Stubborn eurozone price rises overshadowed stronger growth figures on Monday in a setback for Christine Lagarde’s battle to tame inflation.
While headline inflation eased from 5.5pc in June to 5.3pc in the year to July, core inflation, which strips out volatile movements in energy and food, remained stuck at 5.5pc. This defied expectations for a fall.
Claus Vistesen, chief European economist at Pantheon Macroeconomics, warned that “worryingly sticky” services inflation was likely to remain high during the busy summer tourist season, piling pressure on the European Central Bank to take interest rates to a fresh record.

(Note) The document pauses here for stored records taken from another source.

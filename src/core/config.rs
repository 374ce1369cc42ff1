use serde::{Deserialize, Serialize};
use std::path::PathBuf;
use thiserror::Error;

use crate::core::dates::DateRange;
use crate::core::providers::fetch::validate_endpoint;
use crate::core::providers::Provider;

pub const OPENAI_API_BASE: &str = "https://api.openai.com/v1";
pub const ANTHROPIC_API_BASE: &str = "https://api.anthropic.com/v1";

pub const OPENAI_ADMIN_KEY: &str = "OPENAI_ADMIN_KEY";
pub const OPENAI_ORG_ID: &str = "OPENAI_ORG_ID";
pub const OPENAI_PROJECT_ID: &str = "OPENAI_PROJECT_ID";
pub const ANTHROPIC_ADMIN_KEY: &str = "ANTHROPIC_ADMIN_KEY";
const OPENAI_API_BASE_VAR: &str = "OPENAI_API_BASE";
const ANTHROPIC_API_BASE_VAR: &str = "ANTHROPIC_API_BASE";

/// Project id shown in Claude reports; the cost report API has no projects.
pub const CLAUDE_PROJECT_PLACEHOLDER: &str = "default";

#[derive(Error, Debug)]
pub enum ConfigError {
    #[error("Missing required environment variable {0}")]
    MissingEnv(&'static str),
    #[error("Unknown provider: '{0}' (expected 'openai' or 'claude')")]
    UnknownProvider(String),
    #[error("{name}: endpoint must use HTTPS, got: {url}")]
    InsecureEndpoint { name: String, url: String },
    #[error("Failed to read config: {0}")]
    ReadError(#[from] std::io::Error),
    #[error("Failed to parse config: {0}")]
    ParseError(#[from] toml::de::Error),
}

#[derive(Debug, Clone)]
pub struct OpenAiConfig {
    pub api_key: String,
    pub org_id: String,
    pub project_id: String,
    pub range: DateRange,
    pub base_url: String,
}

#[derive(Debug, Clone)]
pub struct ClaudeConfig {
    pub api_key: String,
    pub range: DateRange,
    pub base_url: String,
}

/// Credentials and identifiers for one report run, keyed by provider.
#[derive(Debug, Clone)]
pub enum ReportConfig {
    OpenAi(OpenAiConfig),
    Claude(ClaudeConfig),
}

impl ReportConfig {
    /// Build a config from the process environment.
    pub fn from_env(provider: Provider, range: DateRange) -> Result<Self, ConfigError> {
        Self::from_lookup(provider, range, |name| std::env::var(name).ok())
    }

    /// Build a config from an arbitrary variable lookup.
    ///
    /// Missing and empty variables are both reported as [`ConfigError::MissingEnv`].
    pub fn from_lookup<F>(provider: Provider, range: DateRange, lookup: F) -> Result<Self, ConfigError>
    where
        F: Fn(&str) -> Option<String>,
    {
        let required = |name: &'static str| {
            lookup(name)
                .filter(|v| !v.trim().is_empty())
                .ok_or(ConfigError::MissingEnv(name))
        };
        let base_url = |name: &'static str, default: &str| -> Result<String, ConfigError> {
            match lookup(name).filter(|v| !v.trim().is_empty()) {
                Some(url) => {
                    validate_endpoint(&url, name)?;
                    Ok(url.trim_end_matches('/').to_string())
                }
                None => Ok(default.to_string()),
            }
        };

        match provider {
            Provider::OpenAi => Ok(Self::OpenAi(OpenAiConfig {
                api_key: required(OPENAI_ADMIN_KEY)?,
                org_id: required(OPENAI_ORG_ID)?,
                project_id: required(OPENAI_PROJECT_ID)?,
                range,
                base_url: base_url(OPENAI_API_BASE_VAR, OPENAI_API_BASE)?,
            })),
            Provider::Claude => Ok(Self::Claude(ClaudeConfig {
                api_key: required(ANTHROPIC_ADMIN_KEY)?,
                range,
                base_url: base_url(ANTHROPIC_API_BASE_VAR, ANTHROPIC_API_BASE)?,
            })),
        }
    }

    pub fn provider(&self) -> Provider {
        match self {
            Self::OpenAi(_) => Provider::OpenAi,
            Self::Claude(_) => Provider::Claude,
        }
    }

    pub fn range(&self) -> &DateRange {
        match self {
            Self::OpenAi(c) => &c.range,
            Self::Claude(c) => &c.range,
        }
    }

    /// Project id echoed into reports.
    pub fn project_id(&self) -> &str {
        match self {
            Self::OpenAi(c) => &c.project_id,
            Self::Claude(_) => CLAUDE_PROJECT_PLACEHOLDER,
        }
    }

    /// Organization id shown in Markdown and JSON reports.
    pub fn org_id(&self) -> &str {
        match self {
            Self::OpenAi(c) => &c.org_id,
            Self::Claude(_) => "N/A",
        }
    }
}

#[derive(Debug, Clone, Serialize, Deserialize)]
pub struct Settings {
    #[serde(default = "default_output_dir")]
    pub output_dir: PathBuf,
    #[serde(default = "default_provider")]
    pub default_provider: String,
    pub post_url: Option<String>,
    #[serde(default = "default_timeout_secs")]
    pub timeout_secs: u64,
}

fn default_output_dir() -> PathBuf {
    PathBuf::from("reports")
}
fn default_provider() -> String {
    "openai".to_string()
}
fn default_timeout_secs() -> u64 {
    30
}

impl Default for Settings {
    fn default() -> Self {
        Self {
            output_dir: default_output_dir(),
            default_provider: default_provider(),
            post_url: None,
            timeout_secs: default_timeout_secs(),
        }
    }
}

#[derive(Debug, Clone, Default, Serialize, Deserialize)]
pub struct AppConfig {
    #[serde(default)]
    pub settings: Settings,
}

impl AppConfig {
    /// Get the config file path, respecting XDG_CONFIG_HOME
    pub fn config_path() -> PathBuf {
        let config_dir = std::env::var("XDG_CONFIG_HOME")
            .map(PathBuf::from)
            .unwrap_or_else(|_| {
                dirs::home_dir()
                    .unwrap_or_else(|| PathBuf::from("~"))
                    .join(".config")
            });
        config_dir.join("costreport").join("config.toml")
    }

    /// Load config from the default path, falling back to defaults if not found
    pub fn load() -> Result<Self, ConfigError> {
        let path = Self::config_path();
        if !path.exists() {
            return Ok(Self::default());
        }
        let content = std::fs::read_to_string(&path)?;
        let config: AppConfig = toml::from_str(&content)?;
        Ok(config)
    }

    /// Validate the config
    pub fn validate(&self) -> Vec<String> {
        let mut issues = Vec::new();
        if Provider::from_id(&self.settings.default_provider).is_none() {
            issues.push(format!(
                "Invalid default_provider: '{}' (must be 'openai' or 'claude')",
                self.settings.default_provider
            ));
        }
        if let Some(url) = &self.settings.post_url {
            if !url.starts_with("https://") && !url.starts_with("http://") {
                issues.push(format!("Invalid post_url: '{}' (must be an http(s) URL)", url));
            }
        }
        if self.settings.timeout_secs == 0 {
            issues.push("Invalid timeout_secs: must be greater than 0".to_string());
        }
        issues
    }
}

#[cfg(test)]
mod tests {
    use super::*;
    use std::collections::HashMap;

    fn range() -> DateRange {
        DateRange::parse("2024-01-01", "2024-01-31").unwrap()
    }

    fn lookup_from(vars: &[(&str, &str)]) -> impl Fn(&str) -> Option<String> {
        let map: HashMap<String, String> = vars
            .iter()
            .map(|(k, v)| (k.to_string(), v.to_string()))
            .collect();
        move |name| map.get(name).cloned()
    }

    #[test]
    fn openai_config_reads_all_variables() {
        let lookup = lookup_from(&[
            (OPENAI_ADMIN_KEY, "sk-admin-test"),
            (OPENAI_ORG_ID, "org-123"),
            (OPENAI_PROJECT_ID, "proj_abc"),
        ]);
        let config = ReportConfig::from_lookup(Provider::OpenAi, range(), lookup).unwrap();
        match &config {
            ReportConfig::OpenAi(c) => {
                assert_eq!(c.api_key, "sk-admin-test");
                assert_eq!(c.org_id, "org-123");
                assert_eq!(c.project_id, "proj_abc");
                assert_eq!(c.base_url, OPENAI_API_BASE);
            }
            ReportConfig::Claude(_) => panic!("expected OpenAI config"),
        }
        assert_eq!(config.project_id(), "proj_abc");
        assert_eq!(config.org_id(), "org-123");
        assert_eq!(config.provider(), Provider::OpenAi);
    }

    #[test]
    fn openai_config_reports_first_missing_variable() {
        let lookup = lookup_from(&[(OPENAI_ADMIN_KEY, "sk-admin-test")]);
        let err = ReportConfig::from_lookup(Provider::OpenAi, range(), lookup).unwrap_err();
        assert!(matches!(err, ConfigError::MissingEnv(OPENAI_ORG_ID)));
    }

    #[test]
    fn empty_variable_counts_as_missing() {
        let lookup = lookup_from(&[(ANTHROPIC_ADMIN_KEY, "  ")]);
        let err = ReportConfig::from_lookup(Provider::Claude, range(), lookup).unwrap_err();
        assert!(matches!(err, ConfigError::MissingEnv(ANTHROPIC_ADMIN_KEY)));
    }

    #[test]
    fn claude_config_uses_placeholder_project() {
        let lookup = lookup_from(&[(ANTHROPIC_ADMIN_KEY, "sk-ant-admin-test")]);
        let config = ReportConfig::from_lookup(Provider::Claude, range(), lookup).unwrap();
        assert_eq!(config.provider(), Provider::Claude);
        assert_eq!(config.project_id(), "default");
        assert_eq!(config.range().start_date(), "2024-01-01");
    }

    #[test]
    fn base_url_override_must_be_https() {
        let lookup = lookup_from(&[
            (ANTHROPIC_ADMIN_KEY, "sk-ant-admin-test"),
            (ANTHROPIC_API_BASE_VAR, "http://evil.example.com"),
        ]);
        let err = ReportConfig::from_lookup(Provider::Claude, range(), lookup).unwrap_err();
        assert!(err.to_string().contains("must use HTTPS"));
    }

    #[test]
    fn base_url_override_trims_trailing_slash() {
        let lookup = lookup_from(&[
            (ANTHROPIC_ADMIN_KEY, "sk-ant-admin-test"),
            (ANTHROPIC_API_BASE_VAR, "https://proxy.example.com/v1/"),
        ]);
        match ReportConfig::from_lookup(Provider::Claude, range(), lookup).unwrap() {
            ReportConfig::Claude(c) => assert_eq!(c.base_url, "https://proxy.example.com/v1"),
            ReportConfig::OpenAi(_) => panic!("expected Claude config"),
        }
    }

    #[test]
    fn default_settings_are_valid() {
        let config = AppConfig::default();
        let issues = config.validate();
        assert!(issues.is_empty(), "Default config should be valid, got: {:?}", issues);
    }

    #[test]
    fn default_settings_values() {
        let settings = Settings::default();
        assert_eq!(settings.output_dir, PathBuf::from("reports"));
        assert_eq!(settings.default_provider, "openai");
        assert!(settings.post_url.is_none());
        assert_eq!(settings.timeout_secs, 30);
    }

    #[test]
    fn validate_catches_invalid_provider() {
        let mut config = AppConfig::default();
        config.settings.default_provider = "gemini".to_string();
        let issues = config.validate();
        assert!(issues.iter().any(|i| i.contains("default_provider")));
    }

    #[test]
    fn validate_catches_invalid_post_url() {
        let mut config = AppConfig::default();
        config.settings.post_url = Some("ftp://example.com".to_string());
        let issues = config.validate();
        assert!(issues.iter().any(|i| i.contains("post_url")));
    }

    #[test]
    fn parse_settings_toml() {
        let toml = r#"
[settings]
output_dir = "/var/reports"
default_provider = "claude"
post_url = "https://hooks.example.com/billing"
"#;
        let config: AppConfig = toml::from_str(toml).unwrap();
        assert_eq!(config.settings.output_dir, PathBuf::from("/var/reports"));
        assert_eq!(config.settings.default_provider, "claude");
        assert_eq!(
            config.settings.post_url.as_deref(),
            Some("https://hooks.example.com/billing")
        );
        assert_eq!(config.settings.timeout_secs, 30);
    }

    #[test]
    fn parse_empty_toml_gives_defaults() {
        let config: AppConfig = toml::from_str("").unwrap();
        assert_eq!(config.settings.default_provider, "openai");
        assert_eq!(config.settings.output_dir, PathBuf::from("reports"));
    }
}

Speaking before the figures were released, Ms Lagarde, the ECB’s president, warned that any pause on rates in September would not be “definitive”.

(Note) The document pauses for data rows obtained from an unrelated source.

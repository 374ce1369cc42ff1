use async_trait::async_trait;
use serde::Deserialize;
use thiserror::Error;
use tracing::{debug, info};

use crate::core::config::ConfigError;
use crate::core::models::cost::CostBucket;

#[derive(Error, Debug)]
pub enum FetchError {
    #[error("HTTP request failed: {0}")]
    Http(#[from] reqwest::Error),
    #[error("{provider} API returned HTTP {status}: {message}")]
    Api {
        provider: &'static str,
        status: u16,
        message: String,
    },
    #[error("{0} rejected the admin API key (HTTP 401)")]
    Unauthorized(&'static str),
    #[error("Failed to decode {provider} response: {source}")]
    Decode {
        provider: &'static str,
        #[source]
        source: serde_json::Error,
    },
    #[error("Invalid bucket timestamp '{0}'")]
    InvalidTimestamp(String),
}

/// One page of a vendor's paginated cost listing.
#[derive(Debug, Deserialize)]
pub struct Page<T> {
    pub data: Vec<T>,
    #[serde(default)]
    pub has_more: bool,
    pub next_page: Option<String>,
}

/// A paginated cost endpoint that yields canonical buckets one page at a time.
#[async_trait]
pub trait CostSource: Send + Sync {
    fn name(&self) -> &'static str;

    /// Fetch one page; `page` is the cursor returned by the previous page.
    async fn fetch_page(&self, page: Option<&str>) -> Result<(Vec<CostBucket>, Option<String>), FetchError>;
}

/// Follow `next_page` cursors until the source reports no more pages.
///
/// Pages are requested one after another. Any failure discards the pages
/// already collected.
pub async fn fetch_all_pages<S: CostSource + ?Sized>(source: &S) -> Result<Vec<CostBucket>, FetchError> {
    let mut buckets = Vec::new();
    let mut cursor: Option<String> = None;
    let mut pages = 0usize;

    loop {
        let (page_buckets, next) = source.fetch_page(cursor.as_deref()).await?;
        pages += 1;
        debug!(
            provider = source.name(),
            page = pages,
            buckets = page_buckets.len(),
            "Fetched cost page"
        );
        buckets.extend(page_buckets);

        match next {
            Some(token) => cursor = Some(token),
            None => break,
        }
    }

    info!(provider = source.name(), pages, buckets = buckets.len(), "Fetched cost buckets");
    Ok(buckets)
}

/// Next cursor for a decoded page: `Some` only while the vendor reports more data.
pub fn next_cursor<T>(page: &Page<T>) -> Option<String> {
    if page.has_more {
        page.next_page.clone()
    } else {
        None
    }
}

/// Turn a vendor response into a decoded page or a typed error.
pub async fn read_page<T>(
    response: reqwest::Response,
    provider: &'static str,
) -> Result<Page<T>, FetchError>
where
    T: serde::de::DeserializeOwned,
{
    let status = response.status();
    if status == reqwest::StatusCode::UNAUTHORIZED {
        return Err(FetchError::Unauthorized(provider));
    }
    if !status.is_success() {
        let body = response.text().await.unwrap_or_default();
        return Err(FetchError::Api {
            provider,
            status: status.as_u16(),
            message: api_error_message(&body),
        });
    }

    let body = response.text().await?;
    serde_json::from_str(&body).map_err(|source| FetchError::Decode { provider, source })
}

/// Both vendors wrap failures as `{"error": {"message": ...}}`; fall back to the raw body.
fn api_error_message(body: &str) -> String {
    #[derive(Deserialize)]
    struct ErrorBody {
        message: Option<String>,
    }
    #[derive(Deserialize)]
    struct ErrorEnvelope {
        error: ErrorBody,
    }

    serde_json::from_str::<ErrorEnvelope>(body)
        .ok()
        .and_then(|e| e.error.message)
        .unwrap_or_else(|| body.to_string())
}

/// Validate that a resolved endpoint URL uses HTTPS.
///
/// Base URL overrides must pass this before any credentials are sent to them.
pub fn validate_endpoint(url: &str, name: &str) -> Result<(), ConfigError> {
    if !url.starts_with("https://") {
        return Err(ConfigError::InsecureEndpoint {
            name: name.to_string(),
            url: url.to_string(),
        });
    }
    Ok(())
}

/// Shared HTTP client with a per-request timeout.
pub fn build_client(timeout_secs: u64) -> Result<reqwest::Client, FetchError> {
    let client = reqwest::Client::builder()
        .user_agent(concat!("costreport/", env!("CARGO_PKG_VERSION")))
        .timeout(std::time::Duration::from_secs(timeout_secs))
        .build()?;
    Ok(client)
}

It came as separate figures published by Eurostat showed the single currency area grew 0.3pc in the three months to June.
This was slightly higher than the expected increase of 0.2pc and follows six months of near-stagnation.
Despite the setback on prices, headline eurozone inflation has halved from a peak of 10.6pc last Autumn.
UK inflation remains much higher, at 7.9pc in May compared with a peak of 11.1pc, suggesting Andrew Bailey, the Bank of England governor, will be forced to keep raising interest rates to keep a lid on price rises.